__What to work on__
The number of lines below holding the string "Parser" is the only answer wanted.

__Data section__
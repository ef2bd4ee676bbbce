use clap::{Parser, Subcommand};

#[derive(Parser)]
#[command(name = "tradegate")]
#[command(version)]
#[command(about = "Back-office gateway to the trading venue manager API", long_about = None)]
pub struct Cli {
    #[command(subcommand)]
    pub command: Commands,

    /// Directory holding default.toml and the per-environment overrides
    #[arg(short, long, default_value = "config", env = "TRADEGATE_CONFIG_DIR")]
    pub config: String,
}

#[derive(Subcommand)]
pub enum Commands {
    /// Run the admin API, the commission webhook and periodic group sync
    Serve {
        /// Override api.port
        #[arg(long)]
        port: Option<u16>,
    },
    /// Run one group directory sync and print the report
    SyncGroups,
    /// Store new venue manager credentials (password is prompted)
    Rotate {
        /// Venue server address, host:port
        #[arg(long)]
        address: String,
        /// Manager login
        #[arg(long)]
        login: u64,
        /// Display name (defaults to the address)
        #[arg(long)]
        name: Option<String>,
    },
    /// Print the venue figures of one account
    Balance {
        /// Account login
        login: u64,
    },
    /// Hash a password in the stored settings format (password is prompted)
    HashSecret {
        /// PBKDF2 iterations (defaults to secrets.hash_iterations)
        #[arg(long)]
        iterations: Option<u32>,
    },
    /// Generate a base64 master key for the settings cipher
    GenKey,
}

__Response below__
2